Task data:
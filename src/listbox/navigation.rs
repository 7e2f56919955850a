/// Why a list closed.
#[derive(Debug, Clone, Copy, PartialEq, Eq)]
pub enum CloseReason {
	Escape,
	Tab,
	Commit,
	/// Pointer-down outside the trigger and the list.
	Dismiss,
	/// The trigger was activated while the list was open.
	Trigger,
}

impl CloseReason {
	/// Whether closing this way moves focus away from the widget.
	#[must_use]
	pub fn blurs(self) -> bool {
		matches!(self, Self::Tab | Self::Dismiss)
	}
}

/// Observable outcome of feeding an input to a list widget.
#[derive(Debug, Clone, Copy, PartialEq, Eq)]
pub enum Transition {
	None,
	Opened,
	Closed(CloseReason),
	Highlighted(usize),
	/// A value was committed; the list may or may not have closed.
	Committed { closed: bool },
}

/// Next index when moving down, wrapping to the top.
pub(crate) fn next(current: Option<usize>, len: usize) -> Option<usize> {
	if len == 0 {
		return None;
	}
	Some(current.map_or(0, |index| (index + 1) % len))
}

/// Previous index when moving up, wrapping to the bottom.
pub(crate) fn previous(current: Option<usize>, len: usize) -> Option<usize> {
	if len == 0 {
		return None;
	}
	Some(current.map_or(len - 1, |index| (index % len + len - 1) % len))
}

pub(crate) fn first(len: usize) -> Option<usize> {
	(len > 0).then_some(0)
}

pub(crate) fn last(len: usize) -> Option<usize> {
	len.checked_sub(1)
}

/// Drop a highlight that no longer points inside the list.
pub(crate) fn clamp(current: Option<usize>, len: usize) -> Option<usize> {
	current.filter(|&index| index < len)
}

#[cfg(test)]
mod tests {
	use super::*;

	#[test]
	fn movement_wraps_both_ways() {
		assert_eq!(next(None, 3), Some(0));
		assert_eq!(next(Some(2), 3), Some(0));
		assert_eq!(previous(None, 3), Some(2));
		assert_eq!(previous(Some(0), 3), Some(2));
		assert_eq!(next(Some(1), 0), None);
		assert_eq!(last(0), None);
	}
}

What the task asks:
The whole set of records needs to be written out exactly.

Task solution:
filename src/listbox/navigation.rs
repository 7e2f56919955850a
/// Why a list closed.
#[derive(Debug, Clone, Copy, PartialEq, Eq)]
pub enum CloseReason {
	Escape,
	Tab,
	Commit,
	/// Pointer-down outside the trigger and the list.
	Dismiss,
	/// The trigger was activated while the list was open.
	Trigger,
}

impl CloseReason {
	/// Whether closing this way moves focus away from the widget.
	#[must_use]
	pub fn blurs(self) -> bool {
		matches!(self, Self::Tab | Self::Dismiss)
	}
}

/// Observable outcome of feeding an input to a list widget.
#[derive(Debug, Clone, Copy, PartialEq, Eq)]
pub enum Transition {
	None,
	Opened,
	Closed(CloseReason),
	Highlighted(usize),
	/// A value was committed; the list may or may not have closed.
	Committed { closed: bool },
}

/// Next index when moving down, wrapping to the top.
pub(crate) fn next(current: Option<usize>, len: usize) -> Option<usize> {
	if len == 0 {
		return None;
	}
	Some(current.map_or(0, |index| (index + 1) % len))
}

/// Previous index when moving up, wrapping to the bottom.
pub(crate) fn previous(current: Option<usize>, len: usize) -> Option<usize> {
	if len == 0 {
		return None;
	}
	Some(current.map_or(len - 1, |index| (index % len + len - 1) % len))
}

pub(crate) fn first(len: usize) -> Option<usize> {
	(len > 0).then_some(0)
}

pub(crate) fn last(len: usize) -> Option<usize> {
	len.checked_sub(1)
}

/// Drop a highlight that no longer points inside the list.
pub(crate) fn clamp(current: Option<usize>, len: usize) -> Option<usize> {
	current.filter(|&index| index < len)
}

#[cfg(test)]
mod tests {
	use super::*;

	#[test]
	fn movement_wraps_both_ways() {
		assert_eq!(next(None, 3), Some(0));
		assert_eq!(next(Some(2), 3), Some(0));
		assert_eq!(previous(None, 3), Some(2));
		assert_eq!(previous(Some(0), 3), Some(2));
		assert_eq!(next(Some(1), 0), None);
		assert_eq!(last(0), None);
	}
}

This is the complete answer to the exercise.